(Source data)
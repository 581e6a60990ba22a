//! Logging configuration and setup
//!
//! This module provides logging initialization and structured logging utilities
//! for the EventHub crate.

use tracing::{info, warn, error, debug};
use tracing_appender::non_blocking::WorkerGuard;
use tracing_subscriber::{layer::SubscriberExt, util::SubscriberInitExt, Layer};
use crate::config::LoggingConfig;
use crate::utils::errors::{ErrorSeverity, EventHubError, Result};

/// Initialize logging based on configuration
///
/// The returned guard flushes the file writer on drop and must be held for
/// as long as the process logs to the file.
pub fn init_logging(config: &LoggingConfig) -> Result<Option<WorkerGuard>> {
    let (file_layer, guard) = match &config.file_path {
        Some(dir) => {
            let file_appender = tracing_appender::rolling::daily(dir, "eventhub.log");
            let (non_blocking, guard) = tracing_appender::non_blocking(file_appender);
            let layer = tracing_subscriber::fmt::layer()
                .with_ansi(false)
                .with_writer(non_blocking);
            (Some(layer), Some(guard))
        }
        None => (None, None),
    };

    let stdout_layer = if config.json {
        tracing_subscriber::fmt::layer().json().with_writer(std::io::stdout).boxed()
    } else {
        tracing_subscriber::fmt::layer().with_writer(std::io::stdout).boxed()
    };

    tracing_subscriber::registry()
        .with(tracing_subscriber::EnvFilter::new(&config.level))
        .with(stdout_layer)
        .with(file_layer)
        .try_init()
        .map_err(|e| EventHubError::Config(format!("Failed to install logger: {}", e)))?;

    info!("Logging initialized with level: {}", config.level);
    Ok(guard)
}

/// Log a store operation outcome
pub fn log_store_operation(table: &str, operation: &str, record_id: Option<&str>, success: bool) {
    if success {
        debug!(
            table = table,
            operation = operation,
            record_id = record_id,
            "Store operation completed"
        );
    } else {
        warn!(
            table = table,
            operation = operation,
            record_id = record_id,
            "Store operation failed"
        );
    }
}

/// Log a change feed notification applied to a projection
pub fn log_feed_notification(table: &str, kind: &str, record_id: &str, applied: bool) {
    debug!(
        table = table,
        kind = kind,
        record_id = record_id,
        applied = applied,
        "Change feed notification"
    );
}

/// Log admin actions
pub fn log_admin_action(admin_id: &str, action: &str, target: Option<&str>, details: Option<&str>) {
    warn!(
        admin_id = admin_id,
        action = action,
        target = target,
        details = details,
        "Admin action performed"
    );
}

/// Log API errors with context, at the level their severity calls for
pub fn log_api_error(api: &str, error: &EventHubError, context: Option<&str>) {
    let severity = error.severity();
    let recoverable = error.is_recoverable();
    match severity {
        ErrorSeverity::Info => {
            info!(api = api, error = %error, context = context, "API error occurred");
        }
        ErrorSeverity::Warning => {
            warn!(api = api, error = %error, context = context, recoverable = recoverable, "API error occurred");
        }
        ErrorSeverity::Error | ErrorSeverity::Critical => error!(
            api = api,
            error = %error,
            context = context,
            severity = %severity,
            recoverable = recoverable,
            "API error occurred"
        ),
    }
}

/// Log remote calls
pub fn log_remote_call(operation: &str, table: &str, duration_ms: u64, success: bool) {
    if success {
        debug!(
            operation = operation,
            table = table,
            duration_ms = duration_ms,
            "Remote call completed"
        );
    } else {
        error!(
            operation = operation,
            table = table,
            duration_ms = duration_ms,
            "Remote call failed"
        );
    }
}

Work to complete:
Where a line in the records above contains the string "details", copy that line.

Answer box:
pub fn log_admin_action(admin_id: &str, action: &str, target: Option<&str>, details: Option<&str>) {
        details = details,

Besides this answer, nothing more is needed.